My Lords, I draw the attention of the House to the fact that I am a diversity executive at Channel 4. As such, I am well acquainted with some of the possible perils of government decisions in these areas. But on S4C funding, is not the anxiety well placed? Last time, the Government took decisions behind entirely closed doors and locked out not just the Welsh broadcaster but the Welsh people. Can the Minister assure us categorically that that will not happen again?

My Lords, as I have made clear, we are committed to a full and proper consultation. I actually think that S4C is fortunate in having funding from both the Exchequer, of £7 million per year, and the licence fee, of £75 million. The Government will certainly consider positively the funding for minority language broadcasting as part of the charter review.

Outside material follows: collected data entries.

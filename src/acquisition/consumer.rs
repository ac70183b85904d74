//! Consumer-facing pull path.
//!
//! The host pipeline calls [`CameraCapture::pull`] to obtain the next output
//! buffer. The wait is a short bounded pop interleaved with a liveness check,
//! so pipeline shutdown is observed within one poll interval even when no
//! frames arrive.

use std::time::Duration;

use bytes::Bytes;
use tracing::{debug, info, trace, warn};

use crate::format::MediaFormat;
use crate::handoff::{BufferRef, FrameStatus};
use crate::IncompleteFramePolicy;

use super::CameraCapture;

/// Upper bound on one wait slice; also bounds shutdown latency.
pub const PULL_POLL_INTERVAL: Duration = Duration::from_millis(10);

pub const MAX_PLANES: usize = 4;

/// Video layout committed during format negotiation; downstream buffer
/// metadata is derived from it.
#[derive(Debug, Clone, Copy)]
pub struct VideoLayout {
    pub format: MediaFormat,
    pub width: i64,
    pub height: i64,
}

impl VideoLayout {
    /// Row stride per plane, computed as width times bytes-per-pixel since
    /// the device packs rows without padding.
    pub fn strides(&self) -> ([i64; MAX_PLANES], usize) {
        let planes = self.format.plane_count();
        let mut strides = [0i64; MAX_PLANES];
        for (plane, stride) in strides.iter_mut().enumerate().take(planes) {
            *stride = self.width * self.format.pixel_stride(plane) as i64;
        }
        (strides, planes)
    }
}

/// A filled frame handed to the pipeline.
#[derive(Debug, Clone)]
pub struct OutputFrame {
    pub data: Bytes,
    /// Pipeline running time at emission; unset without a pipeline clock.
    pub pts: Option<Duration>,
    /// Emission index, starting at 0. Dropped incomplete frames never reach
    /// emission and therefore do not advance it.
    pub offset: u64,
    pub offset_end: u64,
    pub format: MediaFormat,
    pub width: i64,
    pub height: i64,
    pub plane_count: usize,
    pub stride: [i64; MAX_PLANES],
    /// Set when an incomplete transfer was emitted under the submit policy;
    /// trailing regions may hold stale pixel data.
    pub incomplete: bool,
}

/// Outcome of one pull.
#[derive(Debug)]
pub enum Pulled {
    Frame(OutputFrame),
    /// The pipeline left its running state while waiting. Not an error.
    Cancelled,
}

impl CameraCapture {
    /// Blocks until a filled frame is available or the pipeline stops
    /// running, whichever comes first.
    pub fn pull(&mut self) -> Pulled {
        let (buffer, incomplete) = loop {
            let popped = self.queue.queue().pop_timeout(PULL_POLL_INTERVAL);

            if !self.pipeline.is_running() {
                // Hand a frame we will not emit straight back to the driver.
                if let Some(buffer) = popped {
                    self.requeue(buffer);
                }
                info!("Pipeline is no longer running. Aborting pull");
                return Pulled::Cancelled;
            }

            let Some(buffer) = popped else { continue };

            let (status, frame_id) = {
                let payload = buffer.payload();
                (payload.status, payload.frame_id)
            };
            match status {
                FrameStatus::Complete => {
                    trace!("Frame {frame_id} was complete");
                    break (buffer, false);
                }
                FrameStatus::Incomplete => {
                    warn!("Received frame {frame_id} was incomplete");
                    match self.config.incomplete_frame_policy {
                        IncompleteFramePolicy::Submit => {
                            debug!("Submitting incomplete frame as configured");
                            break (buffer, true);
                        }
                        IncompleteFramePolicy::Drop => {
                            debug!("Dropping incomplete frame and requeueing its buffer");
                            self.requeue(buffer);
                        }
                    }
                }
            }
        };

        let Some(layout) = self.layout else {
            // No format was ever committed, so nothing downstream could
            // interpret the bytes. Treat like a shutdown race.
            warn!("Frame arrived without a committed video layout; discarding");
            self.requeue(buffer);
            return Pulled::Cancelled;
        };

        // Timestamp before copying to stay as close to acquisition as we can.
        let pts = self.pipeline.running_time();

        let data = {
            let payload = buffer.payload();
            Bytes::copy_from_slice(payload.bytes())
        };
        // The payload may be overwritten again only after the copy above.
        self.requeue(buffer);

        let (stride, plane_count) = layout.strides();
        let frame = OutputFrame {
            data,
            pts,
            offset: self.frames_pushed,
            offset_end: self.frames_pushed + 1,
            format: layout.format,
            width: layout.width,
            height: layout.height,
            plane_count,
            stride,
            incomplete,
        };
        self.frames_pushed += 1;
        trace!("Emitting frame {} ({} bytes)", frame.offset, frame.data.len());
        Pulled::Frame(frame)
    }

    /// Returns a descriptor to the capture engine for reuse.
    fn requeue(&mut self, buffer: BufferRef) {
        let Some(device) = self.device.as_deref_mut() else {
            return;
        };
        if let Err(err) = device.queue_buffer(buffer, self.frame_callback.clone()) {
            warn!("Requeueing frame buffer failed: {err}");
        }
    }
}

My Lords, in common with the rest of the nation, I am counting down the days to the publication of Ofcom’s next review of public service broadcasting. Inevitably, the emphasis in a year of charter review is going to be on the BBC, but there is a whole wealth of what I would call heritage regulation in the private sector of broadcasting, in which I include Channel 4, that needs seriously looking at. That would release a lot of money for investment in British programming, not just at Channel 4 but at ITV and in the rest of the commercial sector, which is so overregulated, owing more to its past as a monopoly advertising broadcaster. It is time that we looked at the private sector just as much.

My noble friend makes a good and interesting point and I look forward to hearing the detail of his ideas in the coming weeks and months.

Does my noble friend agree that, now that the World Service is financed by the BBC, it is in a much more secure position than when it was in the home of the Foreign Office?

My Lords, I cannot but agree with my noble friend. I was pleased to see that the audience figures actually increased by 10% to 210 million worldwide in 2015—an awesome bit of public diplomacy, in my opinion.